GIVEN RECORDS:
═══
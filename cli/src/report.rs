/*
  shunt, a sliding-block puzzle solver.
  Copyright (C) 2026 The Shunt Authors

  shunt is free software: you can redistribute it and/or modify
  it under the terms of the GNU General Public License as published by
  the Free Software Foundation, either version 3 of the License, or
  (at your option) any later version.

  shunt is distributed in the hope that it will be useful,
  but WITHOUT ANY WARRANTY; without even the implied warranty of
  MERCHANTABILITY or FITNESS FOR A PARTICULAR PURPOSE.  See the
  GNU General Public License for more details.

  You should have received a copy of the GNU General Public License
  along with this program.  If not, see <http://www.gnu.org/licenses/>.
*/

//! The solve report printed to stdout: one line per statistic, in the exact
//! field order and wording the original `report_results` used.

use std::fmt::{self, Display, Formatter};

use shunt_core::Board;
use shunt_search::Solution;

#[derive(Debug)]
/// Everything printed at the end of a `solve` run.
pub struct Report {
    solution: Solution,
    initial_board: Board,
    elapsed_secs: f64,
}

impl Report {
    /// Build a report from the scheduler's `Solution` and the board the
    /// search started from, timed over `elapsed_secs` seconds.
    pub fn new(solution: Solution, initial_board: Board, elapsed_secs: f64) -> Report {
        Report {
            solution,
            initial_board,
            elapsed_secs,
        }
    }

    /// Nodes expanded per second, guarded against division by a near-zero
    /// elapsed time by flooring the denominator at `1.0` rather than at the
    /// smallest representable float.
    fn nodes_per_second(&self) -> f64 {
        (self.solution.expanded as f64 + 1.0) / self.elapsed_secs.max(1.0)
    }
}

impl Display for Report {
    fn fmt(&self, f: &mut Formatter<'_>) -> fmt::Result {
        let path = self
            .solution
            .final_board
            .as_ref()
            .map(|b| b.trail().to_string())
            .unwrap_or_default();

        writeln!(f, "Solution path: {path}")?;
        writeln!(f, "Execution time: {:.6}", self.elapsed_secs)?;
        writeln!(f, "Expanded nodes: {}", self.solution.expanded)?;
        writeln!(f, "Generated nodes: {}", self.solution.generated)?;
        writeln!(f, "Duplicated nodes: {}", self.solution.duplicated)?;
        writeln!(
            f,
            "Auxiliary memory usage (bytes): {}",
            self.solution.generated * std::mem::size_of::<Board>() as u64
        )?;
        writeln!(
            f,
            "Number of pieces in the puzzle: {}",
            self.initial_board.num_pieces()
        )?;
        writeln!(
            f,
            "Number of steps in solution: {}",
            self.solution
                .final_board
                .as_ref()
                .map_or(0, |b| b.trail().len())
        )?;
        writeln!(
            f,
            "Number of empty spaces: {}",
            self.solution
                .final_board
                .as_ref()
                .map_or(0, |b| b.count_empty())
        )?;
        writeln!(f, "Solved by {}", self.solution.label)?;
        writeln!(
            f,
            "Number of nodes expanded per second: {:.2}",
            self.nodes_per_second()
        )
    }
}

#[cfg(test)]
mod tests {
    use super::*;
    use shunt_search::{find_solution, Config, SearchLimit};

    fn board_of(rows: &[&str]) -> Board {
        Board::from_grid(
            rows.iter()
                .map(|r| r.chars().map(shunt_core::Cell::from_char).collect())
                .collect(),
        )
    }

    #[test]
    fn report_names_the_winning_algorithm() {
        let b = board_of(&["0G "]);
        let solution = find_solution(&b, Config::with_algorithm(2), &SearchLimit::new()).unwrap();
        let report = Report::new(solution, b, 0.0);
        let text = report.to_string();
        assert!(text.contains("Solved by Algorithm2-UCS"));
        assert!(text.contains("Solution path: 0r"));
    }

    #[test]
    fn empty_spaces_are_counted_on_the_final_board_not_the_initial_one() {
        let b = board_of(&["0 G"]);
        let solution = find_solution(&b, Config::with_algorithm(2), &SearchLimit::new()).unwrap();
        let report = Report::new(solution, b, 0.0);
        let text = report.to_string();
        // Initial board "0 G" has one empty cell; after "0" slides onto "G"
        // the vacated start cell joins it, leaving two.
        assert!(text.contains("Number of empty spaces: 2"));
    }

    #[test]
    fn nodes_per_second_floors_elapsed_at_one() {
        let b = board_of(&["0G "]);
        let solution = find_solution(&b, Config::with_algorithm(2), &SearchLimit::new()).unwrap();
        let expanded = solution.expanded;
        let report = Report::new(solution, b, 0.0);
        assert_eq!(report.nodes_per_second(), expanded as f64 + 1.0);
    }
}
═══
WORK TASK: Search the material for the word "generated". Each line where it is found must be copied.

EXERCISE RESPONSE:
        writeln!(f, "Generated nodes: {}", self.solution.generated)?;
            self.solution.generated * std::mem::size_of::<Board>() as u64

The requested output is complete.